Stack diminutive suffixes for stronger affection (dom → domček → domčok) and form augmentatives mostly with -isko (chlap → chlapisko), which are usually neuter and carry an expressive, often pejorative tone.

Examples

  • V lese stál maličký drevený domček.
    V lese stál maličký drevený domčk.

    The diminutive is domček with the vowel e in the suffix; *domčk drops the vowel and is impossible.

  • Na dvore ležalo veľké staré psisko.
    Na dvore ležal veľký starý psisko.

    The augmentative psisko is neuter, so the agreement is neuter: veľké staré psisko.

  • Do dverí vošlo obrovské chlapisko.
    Do dverí vošiel obrovský chlapisko.

    Chlapisko (from chlap) is neuter despite the male referent: obrovské chlapisko.

Common mistakes

  • Giving an -isko augmentative the base noun's gender

    Na dvore spal veľký psisko.
    Na dvore spalo veľké psisko.

    Augmentatives in -isko are neuter, so the agreement and the verb are neuter: veľké psisko spalo.

  • Dropping the suffix vowel in a layered diminutive

    Postavili si pekný domčk.
    Postavili si pekný domček.

    The diminutive is domček (with e); the consonant cluster *domčk is unpronounceable in Slovak.

B2Word formation

Deverbal Adjectives — Active and Passive Participial

Slovesné prídavné mená (činné a trpné)

Slovak turns verbs into adjectives in two ways. Active participial adjectives describe the doer of an ongoing action with -úci/-iaci/-aci: bežať → bežiaci (running), písať → píšuci (writing), spať → spiaci (sleeping). Passive participial adjectives describe what the action was done to, with -ný/-tý: napísať → napísaný (written), otvoriť → otvorený (opened), umyť → umytý (washed), prijať → prijatý (accepted). Both types decline like ordinary adjectives (pekný) and agree with their noun: bežiaci muž, bežiaca žena, napísaný list, otvorené okno. The active type keeps the verb's aspect and is built on imperfective verbs; the passive type is usually built on perfective verbs and names a result.

Key rule

Form active participial adjectives from imperfectives with -úci/-iaci/-aci (bežiaci, píšuci) and passive ones from perfectives with -ný/-tý (napísaný, otvorený, umytý); both decline like pekný and agree with the noun.

Examples

  • Bežiaci muž zrazu zastal.
    Bežúci muž zrazu zastal.

    From bežať the active participle is bežiaci (-iaci); *bežúci uses the wrong class vowel.

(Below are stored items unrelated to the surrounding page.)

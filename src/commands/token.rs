use crate::config::Paths;
use crate::services::k3s::{TokenState, TokenStore};
use anyhow::Result;

/// Handle token command
pub fn handle_token(paths: &Paths) -> Result<()> {
    match TokenStore::new(&paths.token).read()? {
        TokenState::Found(token) => println!("{}", String::from_utf8_lossy(&token)),
        TokenState::NotConfigured => println!("No token found, control plane not set up yet."),
    }
    Ok(())
}
//! Artifact staging
//!
//! Copies artifacts out of the provider to the places K3s and vela look for
//! them. Fixed destinations are replaced atomically, so staging a binary that
//! is currently executing works and the last stage wins.

use crate::artifacts::{Artifact, ArtifactProvider};
use crate::cleanup::CleanupGuard;
use crate::config::Paths;
use crate::utils::exec::{CommandSpec, ProcessRunner, run_echoed};
use crate::utils::path_arg;
use anyhow::{Context, Result};
use std::fs::{self, Permissions};
use std::io;
use std::os::unix::fs::PermissionsExt;
use std::path::{Path, PathBuf};

pub const K3S_IMAGE_ARCHIVE: &str = "k3s-airgap-images-amd64.tar.gz";

pub struct ResourceStager<'a> {
    artifacts: &'a dyn ArtifactProvider,
    runner: &'a dyn ProcessRunner,
    paths: &'a Paths,
}

impl<'a> ResourceStager<'a> {
    pub fn new(
        artifacts: &'a dyn ArtifactProvider,
        runner: &'a dyn ProcessRunner,
        paths: &'a Paths,
    ) -> Self {
        Self {
            artifacts,
            runner,
            paths,
        }
    }

    /// Write the K3s setup script to a fresh temporary file owned by `cleanup`
    pub fn stage_script(&self, cleanup: &mut CleanupGuard) -> Result<PathBuf> {
        self.stage_temp(Artifact::K3sScript, "k3s-setup-", ".sh", cleanup)
    }

    /// Place the K3s binary at its fixed path with execute permission
    pub fn stage_binary(&self) -> Result<()> {
        let target = &self.paths.k3s_binary;
        self.stage_to(Artifact::K3sBinary, target, 0o755)?;
        println!("✓ Placed k3s binary at {}", target.display());
        Ok(())
    }

    /// Unpack the K3s airgap images into the directory K3s imports from
    pub fn stage_images(&self) -> Result<()> {
        let image_dir = &self.paths.k3s_image_dir;
        fs::create_dir_all(image_dir).with_context(|| {
            format!("Failed to create image directory: {}", image_dir.display())
        })?;

        let archive = image_dir.join(K3S_IMAGE_ARCHIVE);
        self.stage_to(Artifact::K3sImages, &archive, 0o600)?;

        let gunzip = CommandSpec::new("gzip").args(["-f", "-d"]).arg(path_arg(&archive));
        run_echoed(self.runner, &gunzip)
            .with_context(|| format!("Failed to decompress {}", archive.display()))?;

        println!("✓ Prepared k3s images");
        Ok(())
    }

    /// Write an artifact to a new temporary file named `<prefix>*<suffix>`.
    /// The file survives until `cleanup` is released.
    pub fn stage_temp(
        &self,
        artifact: Artifact,
        prefix: &str,
        suffix: &str,
        cleanup: &mut CleanupGuard,
    ) -> Result<PathBuf> {
        let mut reader = self.artifacts.open(artifact)?;

        let temp_dir = &self.paths.temp_dir;
        fs::create_dir_all(temp_dir)
            .with_context(|| format!("Failed to create directory: {}", temp_dir.display()))?;
        let mut file = tempfile::Builder::new()
            .prefix(prefix)
            .suffix(suffix)
            .tempfile_in(temp_dir)
            .with_context(|| format!("Failed to create temporary file in {}", temp_dir.display()))?;

        io::copy(&mut reader, &mut file)
            .with_context(|| format!("Failed to write {}", artifact.relative_path()))?;

        let (_, path) = file
            .keep()
            .context("Failed to keep temporary file")?;
        cleanup.register(&path);
        log::debug!("staged {} at {}", artifact.relative_path(), path.display());
        Ok(path)
    }

    /// Replace `target` with the artifact's bytes and set `mode`
    pub fn stage_to(&self, artifact: Artifact, target: &Path, mode: u32) -> Result<()> {
        let mut reader = self.artifacts.open(artifact)?;

        let parent = target
            .parent()
            .filter(|p| !p.as_os_str().is_empty())
            .unwrap_or(Path::new("."));
        fs::create_dir_all(parent)
            .with_context(|| format!("Failed to create directory: {}", parent.display()))?;

        let mut file = tempfile::NamedTempFile::new_in(parent)
            .with_context(|| format!("Failed to create temporary file in {}", parent.display()))?;
        io::copy(&mut reader, &mut file)
            .with_context(|| format!("Failed to write {}", target.display()))?;
        fs::set_permissions(file.path(), Permissions::from_mode(mode))
            .with_context(|| format!("Failed to set permissions on {}", target.display()))?;
        file.persist(target)
            .with_context(|| format!("Failed to place {}", target.display()))?;

        log::debug!("staged {} at {}", artifact.relative_path(), target.display());
        Ok(())
    }
}
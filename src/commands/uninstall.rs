use crate::orchestrator::Orchestrator;
use crate::utils::ensure_linux;
use anyhow::{Context, Result};

/// Handle uninstall command
pub fn handle_uninstall(orchestrator: &Orchestrator<'_>, name: &str) -> Result<()> {
    ensure_linux("uninstall")?;

    let removed = orchestrator
        .uninstall(name)
        .context("Failed to uninstall KubeVela control plane")?;
    if removed {
        println!();
        println!("✓ Successfully uninstall KubeVela control plane!");
    }
    Ok(())
}
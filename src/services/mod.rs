pub mod k3s;
pub mod load_balancer;
pub mod vela;
//! Install and uninstall flows
//!
//! The orchestrator owns step ordering and failure policy. It holds its
//! collaborators explicitly so each command receives the same handler value
//! and tests can hand in fakes.

use crate::apis::InstallArgs;
use crate::artifacts::ArtifactProvider;
use crate::cleanup::CleanupGuard;
use crate::config::Paths;
use crate::services::k3s::{self, ClusterInstaller, KubeconfigManager};
use crate::services::vela::{self, ChartInstaller};
use crate::stager::ResourceStager;
use crate::utils::exec::ProcessRunner;
use anyhow::{Context, Result};
use std::fs;
use std::io;

/// Outcome of a successful install
#[derive(Debug, Default, Clone, PartialEq, Eq)]
pub struct InstallReport {
    pub chart_installed: bool,
    /// Failures that were reported but did not fail the install
    pub warnings: Vec<String>,
}

pub struct Orchestrator<'a> {
    artifacts: &'a dyn ArtifactProvider,
    runner: &'a dyn ProcessRunner,
    charts: &'a dyn ChartInstaller,
    paths: &'a Paths,
}

impl<'a> Orchestrator<'a> {
    pub fn new(
        artifacts: &'a dyn ArtifactProvider,
        runner: &'a dyn ProcessRunner,
        charts: &'a dyn ChartInstaller,
        paths: &'a Paths,
    ) -> Self {
        Self {
            artifacts,
            runner,
            charts,
            paths,
        }
    }

    pub fn runner(&self) -> &'a dyn ProcessRunner {
        self.runner
    }

    pub fn paths(&self) -> &'a Paths {
        self.paths
    }

    fn stager(&self) -> ResourceStager<'a> {
        ResourceStager::new(self.artifacts, self.runner, self.paths)
    }

    /// Bring up the control plane and deploy vela-core on it.
    ///
    /// Every step up to loading images aborts the install on failure. The
    /// chart install is best effort: cluster bring-up is what this command
    /// promises, and `vela install` can be retried by hand.
    pub fn install(&self, args: &InstallArgs) -> Result<InstallReport> {
        let mut cleanup = CleanupGuard::new();
        let stager = self.stager();
        let mut report = InstallReport::default();

        // Step 1: K3s as control plane cluster
        ClusterInstaller::new(&stager, self.runner)
            .setup(args, &mut cleanup)
            .context("Fail to set up cluster")?;

        // Step 2: kubeconfig
        let kubeconfig = KubeconfigManager::new(self.paths);
        kubeconfig
            .derive_remote(&args.bind_ip)
            .context("Fail to generate kubeconfig")?;
        kubeconfig
            .install_default()
            .context("Fail to set kubeconfig")?;

        // Step 3: vela CLI
        vela::link_cli(&stager, self.paths).context("Fail to link vela CLI")?;

        // Step 4: vela-core images
        vela::load_images(&stager, self.runner, self.paths, &mut cleanup)
            .context("Fail to load vela images")?;

        if args.cluster_only {
            return Ok(report);
        }

        // Step 5: vela-core chart and VelaUX addon
        let chart = vela::prepare_chart(&stager, &mut cleanup)
            .context("Fail to prepare vela chart")?;
        vela::prepare_ux(&stager, self.paths).context("Fail to prepare vela UX")?;

        // Step 6: vela-core
        println!("Installing vela-core Helm chart...");
        match self.charts.install(&vela::chart_install_args(args, &chart)) {
            Ok(()) => report.chart_installed = true,
            Err(e) => {
                let warning = format!(
                    "Didn't install vela-core in control plane: {:#}. You can try \"vela install\" later",
                    e
                );
                eprintln!("⚠️  Warning: {}", warning);
                report.warnings.push(warning);
            }
        }

        Ok(report)
    }

    /// Tear down the control plane called `name`.
    ///
    /// K3s runs directly on this host, so there is exactly one control plane
    /// and `name` only shows up in logs. Returns `false` if nothing was
    /// installed.
    pub fn uninstall(&self, name: &str) -> Result<bool> {
        log::debug!("uninstalling control plane {}", name);
        let removed = k3s::uninstall(self.runner, self.paths)?;
        if !removed {
            return Ok(false);
        }

        if let Err(e) = vela::unlink_cli(self.paths) {
            eprintln!("⚠️  Warning: {:#}", e);
        }
        match fs::remove_file(&self.paths.external_kubeconfig) {
            Err(e) if e.kind() != io::ErrorKind::NotFound => eprintln!(
                "⚠️  Warning: Failed to remove {}: {}",
                self.paths.external_kubeconfig.display(),
                e
            ),
            _ => {}
        }
        Ok(true)
    }
}
//! Scope-exit removal of temporary files

use std::fs;
use std::io;
use std::path::{Path, PathBuf};

/// Owns temporary files created while a command runs and removes them when
/// dropped, whether the command succeeded, returned early or failed.
///
/// Removal failures are reported on stderr and never replace the command's
/// own result.
#[derive(Debug, Default)]
pub struct CleanupGuard {
    paths: Vec<PathBuf>,
}

impl CleanupGuard {
    pub fn new() -> Self {
        Self::default()
    }

    pub fn register(&mut self, path: impl Into<PathBuf>) {
        self.paths.push(path.into());
    }

    #[cfg(test)]
    pub fn registered(&self) -> &[PathBuf] {
        &self.paths
    }

    /// Remove everything registered so far. Files that are already gone
    /// count as removed.
    pub fn release(&mut self) -> Vec<(PathBuf, io::Error)> {
        let mut failures = Vec::new();
        for path in self.paths.drain(..) {
            if let Err(e) = remove(&path) {
                failures.push((path, e));
            }
        }
        failures
    }
}

fn remove(path: &Path) -> io::Result<()> {
    let result = if path.is_dir() {
        fs::remove_dir_all(path)
    } else {
        fs::remove_file(path)
    };
    match result {
        Err(e) if e.kind() == io::ErrorKind::NotFound => Ok(()),
        other => other,
    }
}

impl Drop for CleanupGuard {
    fn drop(&mut self) {
        for (path, e) in self.release() {
            eprintln!("⚠️  Warning: Fail to clean up {}: {}", path.display(), e);
        }
    }
}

  • Na stole ležal napísaný list.
    Na stole ležal napísajúci list.

    A written letter is the passive napísaný (result); *napísajúci would wrongly make it an active form.

  • Cez otvorené okno fúkal vietor.
    Cez otvorný okno fúkal vietor.

    The passive participle of otvoriť is otvorený → neuter otvorené; *otvorný is not the participle.

Common mistakes

  • Choosing the wrong active-participle vowel for the class

    Pred nami stál bežúci pes.
    Pred nami stál bežiaci pes.

    Bežať takes -iaci: bežiaci; *bežúci uses the wrong conjugation-class vowel.

  • Using an active participle where a passive result is meant

    Mám doma napísajúci list.
    Mám doma napísaný list.

    A letter that has been written is the passive result napísaný, not an active form.